Published November 7, 2017 by Griffith Moon
“In a single-sex school, a girl can comprehend her value and her capabilities in ways that have nothing to do with how she looks or whom she dates. She can be free to experiment and explore, trying out new things and trying on new roles. She can follow her ambitions without wasting a second thought or backward glance on how her male counterparts might perceive her. “
–National Coalition of girls’ Schools
Investigative journalist, Jane March arrives home, exhausted after a long day. However, after reading an email from her current intern, Caryn, Jane’s tiredness is instantly forgotten. Caryn Rodgers is a USC journalism student and has just started interning for Jane. The email is about an essay Caryn has written, a personal essay about something that happened years ago when she attended Windemere, an elite all-girls school. Caryn has written about something happened with a teacher that he was never punished for.

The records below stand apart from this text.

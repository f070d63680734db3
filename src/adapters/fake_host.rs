#[cfg(test)]
use crate::error::{CommandError, FilesystemError, ProvisionResult};
#[cfg(test)]
use crate::model::{CommandLine, CommandOutput, Owner, TargetUser};
#[cfg(test)]
use crate::ports::{CommandRunner, FileInfo, FileStore, HostProbe};
#[cfg(test)]
use std::collections::{BTreeMap, BTreeSet};
#[cfg(test)]
use std::io;
#[cfg(test)]
use std::path::{Path, PathBuf};

/// What the scripted `pamu2fcfg` does when run
#[cfg(test)]
#[derive(Debug, Clone, PartialEq, Eq)]
pub enum EnrollmentScript {
    /// Exit 0 after writing this credential line
    Succeed(String),
    /// Exit with `status`, possibly after printing some output
    Fail {
        partial: Option<String>,
        status: i32,
    },
}

/// A state-changing call recorded by the fake
#[cfg(test)]
#[derive(Debug, Clone, PartialEq, Eq)]
pub enum Mutation {
    Write(PathBuf),
    CreateDir(PathBuf),
    SetOwner(PathBuf),
    Remove(PathBuf),
    Command(String),
}

#[cfg(test)]
#[derive(Debug, Clone, PartialEq, Eq)]
pub struct FakeFile {
    pub contents: Vec<u8>,
    pub mode: u32,
    pub owner: Owner,
}

/// In-memory host: filesystem, user database, dpkg database, udev and the
/// enrollment utility, plus a trace of every command and mutation.
#[cfg(test)]
#[derive(Debug, Clone)]
pub struct FakeHost {
    pub euid: u32,
    pub uid: u32,
    pub users: Vec<TargetUser>,
    pub files: BTreeMap<PathBuf, FakeFile>,
    pub dirs: BTreeMap<PathBuf, Owner>,
    /// Link path to target; the fake never resolves links inside paths
    pub symlinks: BTreeMap<PathBuf, PathBuf>,
    /// Link planted by the user while the enrollment utility waits for a touch
    pub planted_during_enrollment: Option<(PathBuf, PathBuf)>,
    pub tools: BTreeSet<String>,
    pub installed: BTreeSet<String>,
    pub broken_packages: BTreeSet<String>,
    pub enrollment: EnrollmentScript,
    pub udev_running: bool,
    pub commands: Vec<CommandLine>,
    pub mutations: Vec<Mutation>,
}

#[cfg(test)]
const ROOT: Owner = Owner { uid: 0, gid: 0 };

#[cfg(test)]
fn not_found(action: &'static str, path: &Path) -> FilesystemError {
    FilesystemError::new(action, path, io::Error::from(io::ErrorKind::NotFound))
}

#[cfg(test)]
impl FakeHost {
    pub fn new() -> Self {
        let mut dirs = BTreeMap::new();
        dirs.insert(PathBuf::from("/"), ROOT);
        Self {
            euid: 0,
            uid: 0,
            users: Vec::new(),
            files: BTreeMap::new(),
            dirs,
            symlinks: BTreeMap::new(),
            planted_during_enrollment: None,
            tools: BTreeSet::new(),
            installed: BTreeSet::new(),
            broken_packages: BTreeSet::new(),
            enrollment: EnrollmentScript::Succeed("alice:khandle,pubkey,es256,+presence\n".to_string()),
            udev_running: true,
            commands: Vec::new(),
            mutations: Vec::new(),
        }
    }

    pub fn with_euid(mut self, euid: u32) -> Self {
        self.euid = euid;
        self
    }

    pub fn with_uid(mut self, uid: u32) -> Self {
        self.uid = uid;
        self
    }

    /// Add an account whose home directory exists and is owned by it
    pub fn with_user(mut self, name: &str, uid: u32, home: &str) -> Self {
        self = self.with_dir(home);
        self.dirs.insert(PathBuf::from(home), Owner { uid, gid: uid });
        self.users.push(TargetUser {
            name: name.to_string(),
            uid,
            gid: uid,
            home: PathBuf::from(home),
        });
        self
    }

    pub fn with_dir(mut self, path: &str) -> Self {
        for ancestor in Path::new(path).ancestors() {
            self.dirs.entry(ancestor.to_path_buf()).or_insert(ROOT);
        }
        self
    }

    pub fn with_file(self, path: &str, contents: &str) -> Self {
        self.with_file_bytes(path, contents.as_bytes())
    }

    pub fn with_file_bytes(mut self, path: &str, contents: &[u8]) -> Self {
        if let Some(parent) = Path::new(path).parent() {
            self = self.with_dir(&parent.to_string_lossy());
        }
        self.files.insert(
            PathBuf::from(path),
            FakeFile {
                contents: contents.to_vec(),
                mode: 0o644,
                owner: ROOT,
            },
        );
        self
    }

    pub fn with_symlink(mut self, path: &str, target: &str) -> Self {
        if let Some(parent) = Path::new(path).parent() {
            self = self.with_dir(&parent.to_string_lossy());
        }
        self.symlinks
            .insert(PathBuf::from(path), PathBuf::from(target));
        self
    }

    /// The user swaps `path` for a link while the key waits for a touch
    pub fn with_symlink_planted_during_enrollment(mut self, path: &str, target: &str) -> Self {
        self.planted_during_enrollment = Some((PathBuf::from(path), PathBuf::from(target)));
        self
    }

    pub fn with_device(self, path: &str) -> Self {
        self.with_file(path, "")
    }

    pub fn with_tool(mut self, name: &str) -> Self {
        self.tools.insert(name.to_string());
        self
    }

    pub fn with_installed(mut self, packages: &[&str]) -> Self {
        self.installed.extend(packages.iter().map(|p| p.to_string()));
        self
    }

    pub fn with_broken_package(mut self, package: &str) -> Self {
        self.broken_packages.insert(package.to_string());
        self
    }

    pub fn with_enrollment(mut self, script: EnrollmentScript) -> Self {
        self.enrollment = script;
        self
    }

    pub fn is_installed(&self, package: &str) -> bool {
        self.installed.contains(package)
    }

    /// Contents of a file as text
    pub fn file(&self, path: &str) -> Option<String> {
        self.files
            .get(Path::new(path))
            .map(|f| String::from_utf8_lossy(&f.contents).into_owned())
    }

    fn parent_exists(&self, path: &Path) -> bool {
        path.parent().is_some_and(|parent| self.dirs.contains_key(parent))
    }

    fn output(status: i32, stdout: &str, stderr: &str) -> CommandOutput {
        CommandOutput {
            status,
            stdout: stdout.to_string(),
            stderr: stderr.to_string(),
            synthetic: false,
        }
    }

    fn replace(&mut self, path: &Path, contents: &[u8], mode: u32, owner: Owner) -> ProvisionResult<()> {
        if !self.parent_exists(path) {
            return Err(not_found("write", path).into());
        }
        // Like rename(2), a link at the destination is replaced, not followed
        self.symlinks.remove(path);
        self.files.insert(
            path.to_path_buf(),
            FakeFile {
                contents: contents.to_vec(),
                mode,
                owner,
            },
        );
        self.mutations.push(Mutation::Write(path.to_path_buf()));
        Ok(())
    }
}
//! Dry-run wrapper around another host
//!
//! Reads and read-only probes go to the wrapped host so every check sees
//! the real state. Mutations are logged and reported as successful without
//! touching anything.

use std::path::{Path, PathBuf};

use tracing::info;

use crate::error::ProvisionResult;
use crate::model::{CommandLine, CommandOutput, Owner, TargetUser};
use crate::ports::{CommandRunner, FileInfo, FileStore, HostProbe};

#[derive(Debug, Clone, Default)]
pub struct DryRunHost<H> {
    inner: H,
}

impl<H> DryRunHost<H> {
    pub fn new(inner: H) -> Self {
        Self { inner }
    }

    pub fn into_inner(self) -> H {
        self.inner
    }
}

impl<H: CommandRunner> CommandRunner for DryRunHost<H> {
    fn run(&mut self, command: &CommandLine) -> ProvisionResult<CommandOutput> {
        if !command.is_mutating() {
            return self.inner.run(command);
        }
        info!("[dry-run] would run: {}", command);
        Ok(CommandOutput::synthetic_success())
    }

    fn is_dry_run(&self) -> bool {
        true
    }
}

impl<H: FileStore> FileStore for DryRunHost<H> {
    fn read(&self, path: &Path) -> ProvisionResult<Option<Vec<u8>>> {
        self.inner.read(path)
    }

    fn metadata(&self, path: &Path) -> ProvisionResult<Option<FileInfo>> {
        self.inner.metadata(path)
    }

    fn write_atomic(&mut self, path: &Path, contents: &[u8], mode: u32) -> ProvisionResult<()> {
        info!(
            "[dry-run] would write {} ({} bytes, mode {:o})",
            path.display(),
            contents.len(),
            mode
        );
        Ok(())
    }

    fn write_atomic_owned(
        &mut self,
        path: &Path,
        contents: &[u8],
        mode: u32,
        owner: Owner,
    ) -> ProvisionResult<()> {
        info!(
            "[dry-run] would write {} ({} bytes, mode {:o}, owned by {}:{})",
            path.display(),
            contents.len(),
            mode,
            owner.uid,
            owner.gid
        );
        Ok(())
    }

    fn create_dir_all(&mut self, path: &Path) -> ProvisionResult<()> {
        info!("[dry-run] would create directory {}", path.display());
        Ok(())
    }

    fn set_owner(&mut self, path: &Path, owner: Owner) -> ProvisionResult<()> {
        info!(
            "[dry-run] would chown {} to {}:{}",
            path.display(),
            owner.uid,
            owner.gid
        );
        Ok(())
    }

    fn remove_file(&mut self, path: &Path) -> ProvisionResult<()> {
        info!("[dry-run] would remove {}", path.display());
        Ok(())
    }
}

impl<H: HostProbe> HostProbe for DryRunHost<H> {
    fn effective_uid(&self) -> u32 {
        self.inner.effective_uid()
    }

    fn current_uid(&self) -> u32 {
        self.inner.current_uid()
    }

    fn lookup_user(&self, name: &str) -> Option<TargetUser> {
        self.inner.lookup_user(name)
    }

    fn user_by_uid(&self, uid: u32) -> Option<TargetUser> {
        self.inner.user_by_uid(uid)
    }

    fn list_dir(&self, dir: &Path) -> ProvisionResult<Vec<String>> {
        self.inner.list_dir(dir)
    }

    fn find_tool(&self, name: &str) -> Option<PathBuf> {
        self.inner.find_tool(name)
    }
}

“Since finishing her first draft, my appetite has magically disappeared, and I know I won’t be sleeping well tonight, either. I guess even money can’t protect you from certain things.”
The teacher is, Dr. Gregory Copeland. Dr. Copeland has worked at Windemere School for Girls for many years. He’s popular with everyone…the staff, parents, and the students. He’s a married father of two and is currently chair of the English department at Windemere. However, Dr. Copeland is also a predator and has been using his position of power to take advantage of his young students for many years.
At first, Caryn isn’t sure if she wants to publicly name him. She knows her parents won’t be thrilled that she’s going public with this.
Jane gets a little pushback at first from some of her co-workers about publishing Caryn’s essay, but she quickly puts an end to that.
“Don’t you find it interesting that these crimes against women – whether it’s violence, sexual assault, rape – are the only kinds where we force the victim to make a case about their own innocence before even investigating?”
After the article is published, other former students come forward with their own allegations against Copeland. Two alumnae join up with Jane and Caryn and are determined to do something about Dr. Copeland. Will they be successful? Will Dr. Gregory Copeland finally get what’s coming to him? And what about the others that were complicit in keeping some of his secrets? Will they be brought to task as well?
I was really excited to get my hands on this novel. The description was intriguing and the beautiful cover didn’t hurt either. “These Violent Delights” wasn’t exactly what I was expecting, but I enjoyed it nonetheless. This was a thought-provoking read that I read in just two sittings.
It’s scary how relevant and realistic the issues in this novel are and how often these things still happen. I don’t feel like anything was exaggerated or written for sensationalism. This novel highlights the failure of those involved in protecting young women. In what is supposed to be a safe place, they were targeted by a predator for years, where he was free to continue teaching and grooming even more young girls.
We also see what happens when social media gets involved in cases like this, often blaming the victims and/or offering excuses for the accused.
The story is told from multiple points of view. There were a few times that I got mixed up and wasn’t sure whose point of view I was reading, but for the most part, I was able to keep things straight. These characters were well-written and my heart broke for them as I read about the long-term and lasting effects the abuse had on them.
Victoria Namkung has written a very realistic, relevant, and timely novel. At times it really felt like I was reading a non-fiction book. It has a powerful message and also tells an interesting story.
Thank you to Griffith Moon for the opportunity to read this book in exchange for my honest review.